-- SOURCE MATERIAL follows --

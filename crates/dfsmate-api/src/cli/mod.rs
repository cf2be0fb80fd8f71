//! CLI command definitions and dispatch for the `dfsmate` binary.
//!
//! Uses clap derive macros for argument parsing.

pub mod audit;
pub mod chat;
pub mod tool;

use clap::{Parser, Subcommand};

/// HDFS administration tools behind MCP, with an optional chat agent.
#[derive(Parser)]
#[command(name = "dfsmate", version, about, long_about = None)]
#[command(propagate_version = true)]
pub struct Cli {
    /// Output machine-readable JSON instead of styled text.
    #[arg(long, global = true)]
    pub json: bool,

    /// Suppress all output except errors.
    #[arg(long, global = true)]
    pub quiet: bool,

    /// Detailed output (-v for verbose, -vv for debug/trace).
    #[arg(short, long, action = clap::ArgAction::Count, global = true)]
    pub verbose: u8,

    /// Export spans via OpenTelemetry (stdout exporter, for development).
    #[arg(long, global = true)]
    pub otel: bool,

    #[command(subcommand)]
    pub command: Commands,
}

#[derive(Subcommand)]
pub enum Commands {
    /// Serve the HDFS tools over MCP on stdio.
    Serve,

    /// Interactive chat with the HDFS administration agent.
    Chat,

    /// Invoke a single tool directly and print its result envelope.
    Tool {
        /// Tool name, e.g. `list` or `snapshot_create`.
        name: String,
        /// Tool arguments as a JSON object, e.g. '{"path":"/data"}'.
        #[arg(long)]
        args: Option<String>,
        /// Confirm the operation up front (sets confirm=true).
        #[arg(long)]
        yes: bool,
    },

    /// Show the newest audit records.
    Audit {
        /// How many records to show.
        #[arg(short = 'n', long = "tail", default_value_t = 20)]
        tail: usize,
    },
}
//! [`DockerExecRunner`]: runs argvs via `docker exec` into the namenode
//! container, with a per-attempt timeout and retries.
//!
//! Only timeouts and spawn failures are retried; a non-zero exit code is a
//! domain outcome and comes back as a normal [`ExecOutput`].

use std::time::Duration;

use tokio::process::Command;
use tracing::{debug, warn};

use dfsmate_core::exec::{backoff_delay, CommandRunner, ExecOutput};
use dfsmate_types::error::ExecError;

pub struct DockerExecRunner {
    container: String,
    timeout: Duration,
    retries: u32,
}

impl DockerExecRunner {
    pub fn new(container: impl Into<String>, timeout_secs: u64, retries: u32) -> Self {
        Self {
            container: container.into(),
            timeout: Duration::from_secs(timeout_secs),
            retries,
        }
    }

    fn full_argv(&self, argv: &[String]) -> Vec<String> {
        let mut full = vec![
            "docker".to_string(),
            "exec".to_string(),
            self.container.clone(),
        ];
        full.extend_from_slice(argv);
        full
    }

    async fn attempt(&self, full: &[String]) -> Result<ExecOutput, ExecError> {
        let mut cmd = Command::new(&full[0]);
        cmd.args(&full[1..]).kill_on_drop(true);

        let output = match tokio::time::timeout(self.timeout, cmd.output()).await {
            Ok(Ok(output)) => output,
            Ok(Err(err)) => {
                return Err(ExecError::Spawn {
                    program: full[0].clone(),
                    message: err.to_string(),
                });
            }
            Err(_) => {
                return Err(ExecError::Timeout {
                    command: full.join(" "),
                    timeout_secs: self.timeout.as_secs(),
                });
            }
        };

        Ok(ExecOutput {
            exit_code: output.status.code().unwrap_or(-1),
            stdout: String::from_utf8_lossy(&output.stdout).into_owned(),
            stderr: String::from_utf8_lossy(&output.stderr).into_owned(),
            command: full.to_vec(),
        })
    }

    async fn run_with_retries(&self, full: Vec<String>) -> Result<ExecOutput, ExecError> {
        let display_cmd = full.join(" ");
        let mut last_error: Option<ExecError> = None;

        for attempt in 0..=self.retries {
            if attempt > 0 {
                let delay = backoff_delay(attempt - 1);
                warn!(
                    command = %display_cmd,
                    attempt,
                    delay_ms = delay.as_millis() as u64,
                    "retrying command"
                );
                tokio::time::sleep(delay).await;
            }
            match self.attempt(&full).await {
                Ok(out) => {
                    debug!(command = %display_cmd, exit_code = out.exit_code, "command finished");
                    return Ok(out);
                }
                Err(err) => last_error = Some(err),
            }
        }

        let last = match last_error {
            Some(err) => err,
            None => ExecError::EmptyCommand,
        };
        // A single-attempt failure keeps its specific error.
        if self.retries == 0 {
            return Err(last);
        }
        Err(ExecError::Exhausted {
            command: display_cmd,
            attempts: self.retries + 1,
            last_error: last.to_string(),
        })
    }
}

impl CommandRunner for DockerExecRunner {
    async fn run(&self, argv: Vec<String>) -> Result<ExecOutput, ExecError> {
        if argv.is_empty() {
            return Err(ExecError::EmptyCommand);
        }
        self.run_with_retries(self.full_argv(&argv)).await
    }
}
//! Audit persistence.

mod jsonl;

pub use jsonl::JsonlAuditSink;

-- SOURCE MATERIAL concluded --

▶ _WHAT IS REQUIRED_: In this exercise, give every record above again exactly.

▶ _ANSWER SECTION_:
filename crates/dfsmate-api/src/cli/mod.rs
repository cf2be0fb80fd8f71
//! CLI command definitions and dispatch for the `dfsmate` binary.
//!
//! Uses clap derive macros for argument parsing.

pub mod audit;
pub mod chat;
pub mod tool;

use clap::{Parser, Subcommand};

/// HDFS administration tools behind MCP, with an optional chat agent.
#[derive(Parser)]
#[command(name = "dfsmate", version, about, long_about = None)]
#[command(propagate_version = true)]
pub struct Cli {
    /// Output machine-readable JSON instead of styled text.
    #[arg(long, global = true)]
    pub json: bool,

    /// Suppress all output except errors.
    #[arg(long, global = true)]
    pub quiet: bool,

    /// Detailed output (-v for verbose, -vv for debug/trace).
    #[arg(short, long, action = clap::ArgAction::Count, global = true)]
    pub verbose: u8,

    /// Export spans via OpenTelemetry (stdout exporter, for development).
    #[arg(long, global = true)]
    pub otel: bool,

    #[command(subcommand)]
    pub command: Commands,
}

#[derive(Subcommand)]
pub enum Commands {
    /// Serve the HDFS tools over MCP on stdio.
    Serve,

    /// Interactive chat with the HDFS administration agent.
    Chat,

    /// Invoke a single tool directly and print its result envelope.
    Tool {
        /// Tool name, e.g. `list` or `snapshot_create`.
        name: String,
        /// Tool arguments as a JSON object, e.g. '{"path":"/data"}'.
        #[arg(long)]
        args: Option<String>,
        /// Confirm the operation up front (sets confirm=true).
        #[arg(long)]
        yes: bool,
    },

    /// Show the newest audit records.
    Audit {
        /// How many records to show.
        #[arg(short = 'n', long = "tail", default_value_t = 20)]
        tail: usize,
    },
}
//! [`DockerExecRunner`]: runs argvs via `docker exec` into the namenode
//! container, with a per-attempt timeout and retries.
//!
//! Only timeouts and spawn failures are retried; a non-zero exit code is a
//! domain outcome and comes back as a normal [`ExecOutput`].

use std::time::Duration;

use tokio::process::Command;
use tracing::{debug, warn};

use dfsmate_core::exec::{backoff_delay, CommandRunner, ExecOutput};
use dfsmate_types::error::ExecError;

pub struct DockerExecRunner {
    container: String,
    timeout: Duration,
    retries: u32,
}

impl DockerExecRunner {
    pub fn new(container: impl Into<String>, timeout_secs: u64, retries: u32) -> Self {
        Self {
            container: container.into(),
            timeout: Duration::from_secs(timeout_secs),
            retries,
        }
    }

    fn full_argv(&self, argv: &[String]) -> Vec<String> {
        let mut full = vec![
            "docker".to_string(),
            "exec".to_string(),
            self.container.clone(),
        ];
        full.extend_from_slice(argv);
        full
    }

    async fn attempt(&self, full: &[String]) -> Result<ExecOutput, ExecError> {
        let mut cmd = Command::new(&full[0]);
        cmd.args(&full[1..]).kill_on_drop(true);

        let output = match tokio::time::timeout(self.timeout, cmd.output()).await {
            Ok(Ok(output)) => output,
            Ok(Err(err)) => {
                return Err(ExecError::Spawn {
                    program: full[0].clone(),
                    message: err.to_string(),
                });
            }
            Err(_) => {
                return Err(ExecError::Timeout {
                    command: full.join(" "),
                    timeout_secs: self.timeout.as_secs(),
                });
            }
        };

        Ok(ExecOutput {
            exit_code: output.status.code().unwrap_or(-1),
            stdout: String::from_utf8_lossy(&output.stdout).into_owned(),
            stderr: String::from_utf8_lossy(&output.stderr).into_owned(),
            command: full.to_vec(),
        })
    }

    async fn run_with_retries(&self, full: Vec<String>) -> Result<ExecOutput, ExecError> {
        let display_cmd = full.join(" ");
        let mut last_error: Option<ExecError> = None;

        for attempt in 0..=self.retries {
            if attempt > 0 {
                let delay = backoff_delay(attempt - 1);
                warn!(
                    command = %display_cmd,
                    attempt,
                    delay_ms = delay.as_millis() as u64,
                    "retrying command"
                );
                tokio::time::sleep(delay).await;
            }
            match self.attempt(&full).await {
                Ok(out) => {
                    debug!(command = %display_cmd, exit_code = out.exit_code, "command finished");
                    return Ok(out);
                }
                Err(err) => last_error = Some(err),
            }
        }

        let last = match last_error {
            Some(err) => err,
            None => ExecError::EmptyCommand,
        };
        // A single-attempt failure keeps its specific error.
        if self.retries == 0 {
            return Err(last);
        }
        Err(ExecError::Exhausted {
            command: display_cmd,
            attempts: self.retries + 1,
            last_error: last.to_string(),
        })
    }
}

impl CommandRunner for DockerExecRunner {
    async fn run(&self, argv: Vec<String>) -> Result<ExecOutput, ExecError> {
        if argv.is_empty() {
            return Err(ExecError::EmptyCommand);
        }
        self.run_with_retries(self.full_argv(&argv)).await
    }
}
//! Audit persistence.

mod jsonl;

pub use jsonl::JsonlAuditSink;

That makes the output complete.